The Oga peninsula has lots of thick forest and lovely coastline, and driving along the remote little road we suddenly came across these two giving us a friendly wave...
Well, maybe not that friendly.
Akita Prefecture is famous for its Namahage. Or Yamahage (see later). Our friends were taking us to a museum deep in the forest, part of which is a traditional inn (below), where it's a good idea to begin your visit.
Once inside the inn, you need to imagine it's New Year and the landscape outside is deep in snow. There is nobody for miles, except..... the Namahage. These are demonic religious figures whose job it is to make sure that people (especially the children) are working hard, being tough and enduring difficult things. They dress in straw, have long hair and terrifying masks.
They arrive outside the house roaring and shouting and banging at the door, upon which they must be invited in. Once inside, they stamp about (stamping is often a way of getting rid of evil). Then they shout at the children, demanding to see their lesson books, and fire questions around about how good everyone is being. You see the one below shaking his finger.
When everything is in uproar, and the children are screaming their heads off, the Namahage are offered food, drink and sake ("Kampai!" or "cheers!" - see below). Then they go away, leaving everyone to reflect on whether or not they have been quite hardworking and strong enough lately.
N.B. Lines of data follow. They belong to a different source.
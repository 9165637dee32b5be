//! TILI Input - Voice commands, recognition and keyboard access
//!
//! Input side of the accessibility engine:
//! - Section catalog with spoken names and spatial hints
//! - Rule-ordered voice command interpreter with two-step logout
//! - Continuous recognition controller that follows `voiceNavigation`
//! - Keyboard shortcuts and focus narration
//! - Confirm-before-commit dictation for form fields
//! - Assistant quick actions and the first-launch welcome presets
//!
//! # Example
//!
//! ```rust,ignore
//! use tili_input::prelude::*;
//!
//! let controller = ContinuousRecognitionController::new(
//!     engine, recognizer, page, navigator, ControllerSettings::default(),
//! );
//! controller.attach();
//! controller.handle_event(RecognitionEvent::final_result("go to projects"));
//! ```

#![warn(missing_docs)]

pub mod assistant;
pub mod command;
pub mod controller;
pub mod dictation;
pub mod interpreter;
pub mod keyboard;
pub mod page;
pub mod recognizer;
pub mod section;
pub mod welcome;

// Re-exports for convenience
pub use assistant::{AccessibilityAssistant, QuickAction, KEYBOARD_GUIDANCE};
pub use command::{Action, Command};
pub use controller::{
    ContinuousRecognitionController, ControllerSettings, ListeningState, RecognitionStats,
};
pub use dictation::{DictationSession, DictationState};
pub use interpreter::{CommandInterpreter, InterpretContext, HELP_MESSAGE};
pub use keyboard::{shortcut_section, Key, KeyEvent, KeyOutcome, KeyboardShortcuts};
pub use page::{ElementRef, Navigator, PageSurface};
pub use recognizer::{RecognitionError, RecognitionEvent, RecognitionOptions, SpeechRecognizer};
pub use section::{guide_to_section, NavigationTarget, Section};
pub use welcome::WelcomeSetup;

/// Prelude module for common imports
pub mod prelude {
    //! Common imports for working with TILI input
    pub use crate::{
        Action, Command, CommandInterpreter, ContinuousRecognitionController,
        ControllerSettings, DictationSession, KeyEvent, KeyboardShortcuts, ListeningState,
        Navigator, PageSurface, RecognitionEvent, Section, SpeechRecognizer,
    };
}

/// Version of this crate
pub const VERSION: &str = env!("CARGO_PKG_VERSION");
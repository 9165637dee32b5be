//! Projection of presentation flags onto the document root

use crate::config::Configuration;

/// Attribute sink for the rendered document's root element
pub trait DocumentRoot: Send + Sync {
    /// Set a `data-*` attribute
    fn set_attribute(&self, name: &str, value: &str);

    /// Set a CSS custom property
    fn set_style_property(&self, name: &str, value: &str);
}

/// Root that discards every write
#[derive(Debug, Default, Clone, Copy)]
pub struct NullDocumentRoot;

impl DocumentRoot for NullDocumentRoot {
    fn set_attribute(&self, _name: &str, _value: &str) {}

    fn set_style_property(&self, _name: &str, _value: &str) {}
}

/// Attribute name for the text size preset
pub const FONT_SIZE_ATTR: &str = "data-font-size";
/// Attribute name for the contrast mode
pub const CONTRAST_ATTR: &str = "data-contrast";
/// Attribute name for focus mode
pub const FOCUS_MODE_ATTR: &str = "data-focus-mode";
/// Custom property driving transition durations
pub const TRANSITION_SPEED_PROP: &str = "--transition-speed";

/// Attribute values derived from `config`
#[must_use]
pub fn attributes(config: &Configuration) -> [(&'static str, &'static str); 3] {
    [
        (FONT_SIZE_ATTR, config.font_size.as_str()),
        (CONTRAST_ATTR, config.contrast.as_str()),
        (FOCUS_MODE_ATTR, if config.focus_mode { "true" } else { "false" }),
    ]
}

/// Transition speed for `config`
#[inline]
#[must_use]
pub fn transition_speed(config: &Configuration) -> &'static str {
    if config.reduced_motion {
        "0s"
    } else {
        "0.2s"
    }
}

/// Write every presentation attribute of `config` to `root`
pub fn project(config: &Configuration, root: &dyn DocumentRoot) {
    for (name, value) in attributes(config) {
        root.set_attribute(name, value);
    }
    root.set_style_property(TRANSITION_SPEED_PROP, transition_speed(config));
}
I guess the tradition wouldn't get the approval of supernanny Jo Frost, though Mary Poppins might have had a shade of sympathy .... but anyway, that's what they do. Near the inn, there's a really beautiful museum giving a lot of background to this curious tradition and
also offering you the chance to dress up as a namahage yourself, in rice straw cape and shoes. Sorry it's a bit blurry, I wasn't using flash.
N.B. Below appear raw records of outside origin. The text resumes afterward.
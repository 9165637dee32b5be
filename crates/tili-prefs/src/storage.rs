//! Durable key/value storage for the serialized configuration
//!
//! Two backends:
//! - [`MemoryStorage`]: process-local map, used by tests and the CLI simulator
//! - [`FileStorage`]: one `<key>.json` file per key under a directory

use crate::error::StorageError;
use parking_lot::Mutex;
use std::collections::HashMap;
use std::fs;
use std::io::ErrorKind;
use std::path::{Path, PathBuf};

/// Durable string storage keyed by namespace
#[cfg_attr(test, mockall::automock)]
pub trait PreferenceStorage: Send + Sync {
    /// Load the value stored under `key`, `None` if absent
    ///
    /// # Errors
    /// Backend failure while reading.
    fn load(&self, key: &str) -> Result<Option<String>, StorageError>;

    /// Store `value` under `key`, replacing any previous value
    ///
    /// # Errors
    /// Backend failure while writing.
    fn save(&self, key: &str, value: &str) -> Result<(), StorageError>;
}

/// In-memory storage
#[derive(Debug, Default)]
pub struct MemoryStorage {
    entries: Mutex<HashMap<String, String>>,
}

impl MemoryStorage {
    /// Create empty storage
    #[inline]
    #[must_use]
    pub fn new() -> Self {
        Self::default()
    }

    /// Create storage pre-seeded with one entry
    #[must_use]
    pub fn with_entry(key: impl Into<String>, value: impl Into<String>) -> Self {
        let storage = Self::new();
        storage.entries.lock().insert(key.into(), value.into());
        storage
    }

    /// Raw stored value, for inspection
    #[must_use]
    pub fn raw(&self, key: &str) -> Option<String> {
        self.entries.lock().get(key).cloned()
    }
}

impl PreferenceStorage for MemoryStorage {
    fn load(&self, key: &str) -> Result<Option<String>, StorageError> {
        Ok(self.entries.lock().get(key).cloned())
    }

    fn save(&self, key: &str, value: &str) -> Result<(), StorageError> {
        self.entries.lock().insert(key.to_string(), value.to_string());
        Ok(())
    }
}

/// JSON file per key under a directory
#[derive(Debug, Clone)]
pub struct FileStorage {
    dir: PathBuf,
}

impl FileStorage {
    /// Storage rooted at `dir`; the directory is created on first save
    #[must_use]
    pub fn new(dir: impl Into<PathBuf>) -> Self {
        Self { dir: dir.into() }
    }

    /// Root directory
    #[inline]
    #[must_use]
    pub fn dir(&self) -> &Path {
        &self.dir
    }

    fn path_for(&self, key: &str) -> Result<PathBuf, StorageError> {
        let valid = !key.is_empty()
            && key
                .chars()
                .all(|c| c.is_ascii_alphanumeric() || c == '_' || c == '-' || c == '.')
            && !key.starts_with('.');
        if !valid {
            return Err(StorageError::InvalidKey(key.to_string()));
        }
        Ok(self.dir.join(format!("{key}.json")))
    }
}

impl PreferenceStorage for FileStorage {
    fn load(&self, key: &str) -> Result<Option<String>, StorageError> {
        let path = self.path_for(key)?;
        match fs::read_to_string(&path) {
            Ok(text) => Ok(Some(text)),
            Err(e) if e.kind() == ErrorKind::NotFound => Ok(None),
            Err(e) => Err(e.into()),
        }
    }

    fn save(&self, key: &str, value: &str) -> Result<(), StorageError> {
        let path = self.path_for(key)?;
        fs::create_dir_all(&self.dir)?;

        // Atomic replace
        let tmp = path.with_extension("json.tmp");
        fs::write(&tmp, value)?;
        fs::rename(&tmp, &path)?;
        tracing::debug!(path = %path.display(), "preferences written");
        Ok(())
    }
}

#[cfg(test)]
mod tests {
    use super::*;

    #[test]
    fn memory_storage_round_trip() {
        let storage = MemoryStorage::new();
        assert!(storage.load("k").unwrap().is_none());
        storage.save("k", "{}").unwrap();
        assert_eq!(storage.load("k").unwrap().as_deref(), Some("{}"));
    }

    #[test]
    fn file_storage_missing_key_is_none() {
        let dir = tempfile::tempdir().unwrap();
        let storage = FileStorage::new(dir.path());
        assert!(storage.load("tili_accessibility_preferences").unwrap().is_none());
    }

    #[test]
    fn file_storage_writes_json_file() {
        let dir = tempfile::tempdir().unwrap();
        let storage = FileStorage::new(dir.path().join("nested"));
        storage.save("prefs", r#"{"fontSize":"large"}"#).unwrap();

        let on_disk = fs::read_to_string(dir.path().join("nested/prefs.json")).unwrap();
        assert!(on_disk.contains("large"));
        assert_eq!(storage.load("prefs").unwrap().as_deref(), Some(on_disk.as_str()));
    }

    #[test]
    fn file_storage_rejects_path_keys() {
        let dir = tempfile::tempdir().unwrap();
        let storage = FileStorage::new(dir.path());
        assert!(matches!(
            storage.save("../escape", "{}"),
            Err(StorageError::InvalidKey(_))
        ));
        assert!(matches!(storage.load(""), Err(StorageError::InvalidKey(_))));
    }
}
And when fully dressed you might look a bit like this....
Here is T. trying on a mask for size.
and local kids had done some terrific, and terrifying murals, although, as you see the kid in the green sweater at the bottom of the picture is obviously finding the whole thing really amusing... there's always one, isn't there?
In fact, the Namahage are the popular face of another very similar tradition, the Yamahage. Confusingly, the Yamahage, although they look and act in a similar way, are much more rustic and are not a tourist attraction, and are more associated with having a good rice harvest. As in many parts of rural Japan, though, the young are fleeing to Tokyo and other big cities, and the private old religious customs are struggling to survive in their pure and original form. So the Yamahage, with their simple rice straw masks are falling foul of the plain fact that you need to be young and quite serious about the rice harvest to tramp around for hours through sub-zero winter woods while dressed in straw. It is as well that the Namahage are keeping their traditions alive.
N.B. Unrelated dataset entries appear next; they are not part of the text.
//! Application sections and their navigation hints

use serde::{Deserialize, Serialize};
use std::fmt;
use std::str::FromStr;
use tili_speech::AnnouncementEngine;

/// Top-level section reachable by voice or keyboard
#[derive(Debug, Clone, Copy, PartialEq, Eq, Hash, Serialize, Deserialize)]
#[serde(rename_all = "lowercase")]
pub enum Section {
    /// Overview page
    Dashboard,
    /// Project list
    Projects,
    /// Document library
    Documents,
    /// Meeting calendar
    Meetings,
    /// User settings
    Settings,
    /// Sign-out control
    Logout,
}

/// Where a section's entry point sits, for spatial narration
#[derive(Debug, Clone, Copy, PartialEq, Eq)]
pub struct NavigationTarget {
    /// Position of the entry point
    pub position: &'static str,
    /// How to get there from the navigation menu
    pub direction: &'static str,
}

impl Section {
    /// Every section in menu order
    pub const ALL: [Section; 6] = [
        Section::Dashboard,
        Section::Projects,
        Section::Documents,
        Section::Meetings,
        Section::Settings,
        Section::Logout,
    ];

    /// Identifier, also the navigation tag on the page
    #[must_use]
    pub fn as_str(self) -> &'static str {
        match self {
            Self::Dashboard => "dashboard",
            Self::Projects => "projects",
            Self::Documents => "documents",
            Self::Meetings => "meetings",
            Self::Settings => "settings",
            Self::Logout => "logout",
        }
    }

    /// Display name
    #[must_use]
    pub fn label(self) -> &'static str {
        match self {
            Self::Dashboard => "Dashboard",
            Self::Projects => "Projects",
            Self::Documents => "Documents",
            Self::Meetings => "Meetings",
            Self::Settings => "Settings",
            Self::Logout => "Logout",
        }
    }

    /// Section whose name is exactly `name` (lowercase)
    #[must_use]
    pub fn from_name(name: &str) -> Option<Self> {
        Self::ALL.into_iter().find(|s| s.as_str() == name)
    }

    /// Section whose name appears earliest in `text` (lowercase)
    #[must_use]
    pub fn mentioned_in(text: &str) -> Option<Self> {
        Self::ALL
            .into_iter()
            .filter_map(|s| text.find(s.as_str()).map(|at| (at, s)))
            .min_by_key(|(at, _)| *at)
            .map(|(_, s)| s)
    }

    /// Spatial hint for the section's entry point
    #[must_use]
    pub fn navigation_target(self) -> NavigationTarget {
        match self {
            Self::Dashboard => NavigationTarget {
                position: "first item in the main navigation menu",
                direction: "at the top of the left sidebar",
            },
            Self::Projects => NavigationTarget {
                position: "second item in the main navigation menu",
                direction: "just below Dashboard in the left sidebar",
            },
            Self::Documents => NavigationTarget {
                position: "third item in the main navigation menu",
                direction: "just below Projects in the left sidebar",
            },
            Self::Meetings => NavigationTarget {
                position: "fourth item in the main navigation menu",
                direction: "just below Documents in the left sidebar",
            },
            Self::Settings => NavigationTarget {
                position: "fifth item in the main navigation menu",
                direction: "near the bottom of the left sidebar",
            },
            Self::Logout => NavigationTarget {
                position: "last item in the main navigation menu",
                direction: "at the very bottom of the left sidebar",
            },
        }
    }

    /// Comma-separated section names, for corrective messages
    #[must_use]
    pub fn spoken_list() -> String {
        let names: Vec<&str> = Self::ALL.iter().map(|s| s.as_str()).collect();
        tili_speech::join_list(&names)
    }
}

impl fmt::Display for Section {
    fn fmt(&self, f: &mut fmt::Formatter<'_>) -> fmt::Result {
        f.write_str(self.as_str())
    }
}

impl FromStr for Section {
    type Err = String;

    fn from_str(s: &str) -> Result<Self, Self::Err> {
        let word = s.trim().to_ascii_lowercase();
        Self::from_name(&word).ok_or_else(|| format!("unknown section '{}'", s.trim()))
    }
}

/// Narrate how to reach `section`'s entry point
///
/// Gated like every spatial narration.
pub fn guide_to_section(engine: &AnnouncementEngine, section: Section) -> bool {
    let target = section.navigation_target();
    engine.guide_to_button(section.label(), target.position, target.direction)
}

#[cfg(test)]
mod tests {
    use super::*;

    #[test]
    fn names_map_to_sections() {
        assert_eq!(Section::from_name("meetings"), Some(Section::Meetings));
        assert_eq!(Section::from_name("meeting"), None);
        assert_eq!(Section::from_name("help"), None);
        assert_eq!("Settings".parse::<Section>().unwrap(), Section::Settings);
    }

    #[test]
    fn earliest_mention_wins() {
        assert_eq!(
            Section::mentioned_in("open settings then projects"),
            Some(Section::Settings)
        );
        assert_eq!(
            Section::mentioned_in("show my documents"),
            Some(Section::Documents)
        );
        assert_eq!(Section::mentioned_in("open the help commands"), None);
    }

    #[test]
    fn spoken_list_names_every_section() {
        assert_eq!(
            Section::spoken_list(),
            "dashboard, projects, documents, meetings, settings and logout"
        );
    }

    #[test]
    fn serializes_lowercase() {
        let json = serde_json::to_string(&Section::Documents).unwrap();
        assert_eq!(json, "\"documents\"");
    }
}
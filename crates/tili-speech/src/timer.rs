//! Deferred tasks
//!
//! Every delay in the engine (narration stagger, restart debounce, focus
//! settle) goes through the [`Timer`] capability. [`TimerQueue`] is a
//! virtual-time implementation: time only moves when the owner calls
//! [`TimerQueue::advance`], which makes delays deterministic in tests and
//! lets a single-threaded host drive them from its own event loop.

use parking_lot::Mutex;
use std::collections::BTreeMap;
use std::sync::atomic::{AtomicU64, Ordering};
use std::time::Duration;

/// Task run when a timer fires
pub type TimerTask = Box<dyn FnOnce() + Send>;

/// Handle to a scheduled task
#[derive(Debug, Clone, Copy, PartialEq, Eq, Hash, PartialOrd, Ord)]
pub struct TimerHandle(u64);

/// Scheduling capability
pub trait Timer: Send + Sync {
    /// Run `task` once after `delay`
    fn schedule(&self, delay: Duration, task: TimerTask) -> TimerHandle;

    /// Drop a task that has not fired yet; returns whether it was pending
    fn cancel(&self, handle: TimerHandle) -> bool;
}

/// Virtual-time timer queue
///
/// Tasks with equal deadlines fire in scheduling order. Tasks run with no
/// lock held and may schedule further tasks.
#[derive(Default)]
pub struct TimerQueue {
    now: Mutex<Duration>,
    // (deadline, handle) -> task; handle breaks deadline ties by insertion
    tasks: Mutex<BTreeMap<(Duration, TimerHandle), TimerTask>>,
    next_handle: AtomicU64,
}

impl std::fmt::Debug for TimerQueue {
    fn fmt(&self, f: &mut std::fmt::Formatter<'_>) -> std::fmt::Result {
        f.debug_struct("TimerQueue")
            .field("now", &*self.now.lock())
            .field("pending", &self.tasks.lock().len())
            .finish()
    }
}

impl TimerQueue {
    /// Empty queue at time zero
    #[inline]
    #[must_use]
    pub fn new() -> Self {
        Self::default()
    }

    /// Current virtual time
    #[must_use]
    pub fn now(&self) -> Duration {
        *self.now.lock()
    }

    /// Number of tasks waiting to fire
    #[must_use]
    pub fn pending(&self) -> usize {
        self.tasks.lock().len()
    }

    /// Deadline of the earliest pending task
    #[must_use]
    pub fn next_deadline(&self) -> Option<Duration> {
        self.tasks.lock().keys().next().map(|(deadline, _)| *deadline)
    }

    /// Move time forward by `by`, firing every task that comes due
    ///
    /// Tasks scheduled while advancing fire too if their deadline falls
    /// inside the window. Returns the number of tasks run.
    pub fn advance(&self, by: Duration) -> usize {
        let target = self.now() + by;
        let mut fired = 0;
        while let Some(task) = self.pop_due(target) {
            task();
            fired += 1;
        }
        *self.now.lock() = target;
        fired
    }

    /// Fire every task, however far in the future, up to `limit` tasks
    ///
    /// Returns the number of tasks run. The limit guards against tasks that
    /// reschedule themselves forever.
    pub fn run_until_idle(&self, limit: usize) -> usize {
        let mut fired = 0;
        while fired < limit {
            let Some(deadline) = self.next_deadline() else {
                break;
            };
            let Some(task) = self.pop_due(deadline) else {
                break;
            };
            task();
            fired += 1;
        }
        fired
    }

    fn pop_due(&self, target: Duration) -> Option<TimerTask> {
        let mut tasks = self.tasks.lock();
        let key = *tasks.keys().next()?;
        if key.0 > target {
            return None;
        }
        let task = tasks.remove(&key)?;
        drop(tasks);

        let mut now = self.now.lock();
        if key.0 > *now {
            *now = key.0;
        }
        Some(task)
    }
}

impl Timer for TimerQueue {
    fn schedule(&self, delay: Duration, task: TimerTask) -> TimerHandle {
        let handle = TimerHandle(self.next_handle.fetch_add(1, Ordering::Relaxed));
        let deadline = self.now() + delay;
        self.tasks.lock().insert((deadline, handle), task);
        handle
    }

    fn cancel(&self, handle: TimerHandle) -> bool {
        let mut tasks = self.tasks.lock();
        let key = tasks.keys().find(|(_, h)| *h == handle).copied();
        key.and_then(|key| tasks.remove(&key)).is_some()
    }
}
Anyway, there are religious roots to both Namahage and Yamahage, as you can see from zigzag white streamers the creatures carry (below and first picture).
I would love to go into this in more detail but I don't want this post to be full of my rather half-baked thoughts on Japanese folklore, so I'll just say that I bought the twins some splendid Namahage socks in the fantastic gift shop. I was also a bit tempted by this keyring of Jibanyan, "Yokai Watch"'s fire raising cat, as a Namahage. Don't you think it's cute?
By the time we'd seen the museum it was gone lunchtime, so we drove a little further on to a fish restaurant our friends knew. We would never have found this on our own. It's a simple place, with plastic tables and a couple of Japanese style low tables, and all over the walls are pictures of the owners and their friends. Basically they get fish from the sea each day, chop it up and cook it with vegetables in a wooden dish containing red hot stones. It is really, really delicious, and, as always in Japan, beautifully presented with many side dishes.
The owners were so cheerful and friendly, chatting and joking with their customers. They posed for their picture.
And since we were their very last lunch customers of the day, they came out and waved us goodbye when we left, also bowing as is the Japanese custom.
We drove back via some wild, windy and unspoiled coastal scenery. By now the sun was starting to appear. I could have stayed for far longer and taken a walk by the sea...
But we had to get back to collect our friend's son from school!